I believe serious mental illnesses, like schizophrenia, are real biologically based disorders that are no ones fault. Serious mental illness or ('consuming mental health services') is not, “a mark of shame or discredit”, or “a mark or token of infamy or disgrace”. There’s no stigma to being mentally ill the same way there is no stigma to being “black”, “gay”, “short”, ”tall”, “lefty”, “righty”, inny, or outy.

There is discrimination. But that’s another story. And ending it takes other strategies. As J. Rock Johnson, a former head of the National Alliance on Mental Illness (NAMI) consumer council once said, “the most stigmatizing thing we do is talk about stigma.&rdquo

I think the efforts to reduce stigma are actually harmful because they are accomplished by diverting attention away from those who need our help the most: the most seriously mentally ill.

The anti-stigma campaigns are premised on the belief that the key to reducing ‘stigma’ is to convince the public that “the mentally ill are just like you and me” and “with proper supports can recover and become productive members of society”. Those two facts are true, if you’re talking about the higher functioning 25 percent of Americans who have a “diagnosable mental disorder”. Or the 50 percent who believe they have a mental health issue. Hey, who doesn’t?

But what about the others? The three percent to five percent of Americans who are the most seriously mentally ill -- like those suffering from untreated schizophrenia or treatment-resistant bipolar disorder, the very people who often need our help the most? And what about the homeless psychotic, eating out of garbage cans, sleeping in cardboard homes, and living with festering wounds under layer after layer of filthy clothes because they have a mental illness than makes them unable to help themselves?

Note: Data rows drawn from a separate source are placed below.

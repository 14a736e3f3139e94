//! services/agentstream/src/config.rs
//!
//! Defines the application's configuration structure and loading logic.
//!
//! All configuration is loaded from environment variables at startup. The `.env`
//! file is used for local development.

use agentstream_core::FeedConfig;
use std::path::PathBuf;
use std::str::FromStr;
use std::time::Duration;
use tracing::Level;

pub const DEFAULT_GEMINI_API_BASE: &str = "https://generativelanguage.googleapis.com/v1beta";
pub const DEFAULT_GEMINI_MODEL: &str = "gemini-2.0-flash-exp";

/// A custom error type for configuration loading failures.
#[derive(Debug, thiserror::Error)]
pub enum ConfigError {
    #[error("Invalid value for the environment variable {0}: {1}")]
    InvalidValue(String, String),
}

/// Holds all configuration loaded from the environment at startup.
#[derive(Clone, Debug)]
pub struct Config {
    pub data_path: PathBuf,
    pub log_level: Level,
    pub gemini_api_base: String,
    pub gemini_model: String,
    pub http_timeout: Duration,
    pub feed: FeedConfig,
}

impl Config {
    /// Loads configuration from environment variables.
    ///
    /// It will look for a `.env` file in the current directory for development,
    /// but this is skipped in test environments to ensure tests are hermetic.
    pub fn from_env() -> Result<Self, ConfigError> {
        // Only load from .env in non-test mode to avoid contamination.
        if !cfg!(test) {
            dotenvy::dotenv().ok();
        }

        let data_path = std::env::var("AGENTSTREAM_DATA_PATH")
            .map(PathBuf::from)
            .unwrap_or_else(|_| PathBuf::from("./agentstream_store.json"));

        let log_level_str = std::env::var("RUST_LOG").unwrap_or_else(|_| "INFO".to_string());
        let log_level = log_level_str.parse::<Level>().map_err(|_| {
            ConfigError::InvalidValue(
                "RUST_LOG".to_string(),
                format!("'{}' is not a valid log level", log_level_str),
            )
        })?;

        // --- Gemini endpoint ---
        let gemini_api_base = std::env::var("GEMINI_API_BASE")
            .unwrap_or_else(|_| DEFAULT_GEMINI_API_BASE.to_string())
            .trim_end_matches('/')
            .to_string();
        let gemini_model =
            std::env::var("GEMINI_MODEL").unwrap_or_else(|_| DEFAULT_GEMINI_MODEL.to_string());
        let http_timeout = Duration::from_secs(parse_var("HTTP_TIMEOUT_SECS", 60)?);

        // --- Feed sizing ---
        let defaults = FeedConfig::default();
        let feed = FeedConfig {
            initial_feed_size: parse_var("INITIAL_FEED_SIZE", defaults.initial_feed_size)?,
            batch_size: parse_var("BATCH_SIZE", defaults.batch_size)?,
            max_workflows: parse_var("MAX_WORKFLOWS", defaults.max_workflows)?,
            refresh_cooldown: Duration::from_millis(parse_var(
                "REFRESH_COOLDOWN_MS",
                defaults.refresh_cooldown.as_millis() as u64,
            )?),
        };

        Ok(Self {
            data_path,
            log_level,
            gemini_api_base,
            gemini_model,
            http_timeout,
            feed,
        })
    }
}

/// Reads an optional numeric variable, falling back to `default` when unset.
fn parse_var<T: FromStr>(name: &str, default: T) -> Result<T, ConfigError>
where
    T::Err: std::fmt::Display,
{
    match std::env::var(name) {
        Ok(raw) => raw
            .trim()
            .parse::<T>()
            .map_err(|e| ConfigError::InvalidValue(name.to_string(), e.to_string())),
        Err(_) => Ok(default),
    }
}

Trying to gain sympathy and resources for mental illness, by only displaying the highest functioning individuals, is like trying to end hunger by showing the well-fed. And new research shows it doesn't work. There is no less 'stigma' today than when these efforts started.

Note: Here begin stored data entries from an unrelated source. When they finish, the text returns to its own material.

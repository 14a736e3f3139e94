pub mod auth;
pub mod domain;
pub mod feed;
pub mod identity;
pub mod ports;
pub mod storage;
pub mod workflows;

pub use auth::AuthManager;
pub use domain::{
    AuthStatus, Category, CategoryRank, Difficulty, ExecutionProgress, ExecutionResult,
    ExecutionStatus, FeedPreference, LoginMethod, Profile, Workflow, WorkflowDraft,
};
pub use feed::{FeedConfig, FeedSession, RefreshCooldown};
pub use ports::{
    CredentialProvider, GenerationRequest, KeyValueStore, PortError, PortResult,
    TextGenerationService, TextStream,
};
pub use storage::{MemoryStore, Storage, StorageKey};
pub use workflows::WorkflowManager;
pub mod file_store;
pub mod gemini;

pub use file_store::JsonFileStore;
pub use gemini::GeminiClient;
use agentstream_core::{AuthManager, FeedPreference, KeyValueStore, Storage};
use agentstream_lib::adapters::JsonFileStore;
use std::sync::Arc;

fn open_storage(path: &std::path::Path) -> Storage {
    Storage::new(Arc::new(JsonFileStore::open(path).unwrap()))
}

#[test]
fn values_survive_reopening() {
    let dir = tempfile::tempdir().unwrap();
    let path = dir.path().join("store.json");

    let store = JsonFileStore::open(&path).unwrap();
    store.set("greeting", "hello".to_string()).unwrap();
    store.set("doomed", "bye".to_string()).unwrap();
    store.remove("doomed").unwrap();
    drop(store);

    let reopened = JsonFileStore::open(&path).unwrap();
    assert_eq!(reopened.get("greeting").unwrap(), Some("hello".to_string()));
    assert_eq!(reopened.get("doomed").unwrap(), None);
    assert!(!dir.path().join("store.json.tmp").exists());
}

#[test]
fn login_and_profile_data_persist_between_runs() {
    let dir = tempfile::tempdir().unwrap();
    let path = dir.path().join("agentstream_store.json");

    let profile_id = {
        let storage = open_storage(&path);
        let mut auth = AuthManager::new(storage.clone());
        let profile = auth.login_with_credential("AIza-test").unwrap();
        storage.set_feed_preference(&profile.id, FeedPreference::Personalized);
        profile.id
    };

    let storage = open_storage(&path);
    let mut auth = AuthManager::new(storage.clone());
    let status = auth.initialize();

    assert!(status.is_authenticated);
    assert!(status.has_profile);
    assert_eq!(auth.api_key(), Some("AIza-test"));
    assert_eq!(auth.current_profile().map(|p| p.id.as_str()), Some(profile_id.as_str()));
    assert_eq!(
        storage.feed_preference(&profile_id),
        FeedPreference::Personalized
    );
}

#[test]
fn file_is_plain_json_keyed_by_storage_key() {
    let dir = tempfile::tempdir().unwrap();
    let path = dir.path().join("store.json");

    let storage = open_storage(&path);
    storage.set_api_key("AIza-test");

    let raw: serde_json::Value =
        serde_json::from_str(&std::fs::read_to_string(&path).unwrap()).unwrap();
    assert_eq!(raw["agentstream_api_key"], "\"AIza-test\"");
}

Not everyone agrees with me. Some people believe mental illness is a myth. And there are those who believe strongly there is stigma to being mentally ill. The Alternatives 2010 Conference-a meeting of people with experience in the mental health system-who I would think would be the first to believe there is no stigma to being a person with mental illness, had at least eight workshops on stigma.

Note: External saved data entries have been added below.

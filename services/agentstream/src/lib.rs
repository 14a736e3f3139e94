pub mod adapters;
pub mod cli;
pub mod config;
pub mod error;
//! crates/agentstream_core/src/workflows/progress.rs
//!
//! Execution progress estimation.
//!
//! The endpoint streams free text, so the active step is guessed from the
//! number of `Step N:` markers seen so far. Replace this if the endpoint ever
//! reports structured progress.

use regex::Regex;
use std::sync::OnceLock;

fn step_marker() -> &'static Regex {
    static PATTERN: OnceLock<Regex> = OnceLock::new();
    PATTERN.get_or_init(|| Regex::new(r"Step \d+:").expect("step marker pattern is valid"))
}

/// Number of `Step N:` markers in `text`.
pub fn count_step_markers(text: &str) -> usize {
    step_marker().find_iter(text).count()
}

The Surgeon General also believes there is stigma to having a mental illness. "The Surgeon General's Report on Mental Health" cited stigma as

the most formidable obstacle to future progress in the arena of mental illness and health.

But in later sections, the Surgeon General discusses why stigma exists:

The answer appears to be fear of violence: people with mental illness, especially those with psychoses, are perceived to be more violent than in the past.

It is well documented that only a tiny percentage of mentally ill people engage in violence. But they tend to be the most seriously mentally ill.

The report notes that in the 1950s, when most seriously mentally ill individuals were hospitalized, only 13 percent of the public associated mental illness with violence, while in the 1990s, 31 percent of the public made this association.
It seems clear from the Surgeon General's report, as well as from research studies, that little progress will be made in decreasing stigma until we address the issue of violence. To do so is currently considered politically incorrect by some people, who claim that addressing this issue will cause additional stigma. Yet, if violence is the main cause of the stigma, our failure to address it simply ensures that stigma will continue indefinitely.

So whether one believes that there is stigma to being mentally ill; or discrimination against the mentally ill, the answer remains the same: let's help the most seriously ill.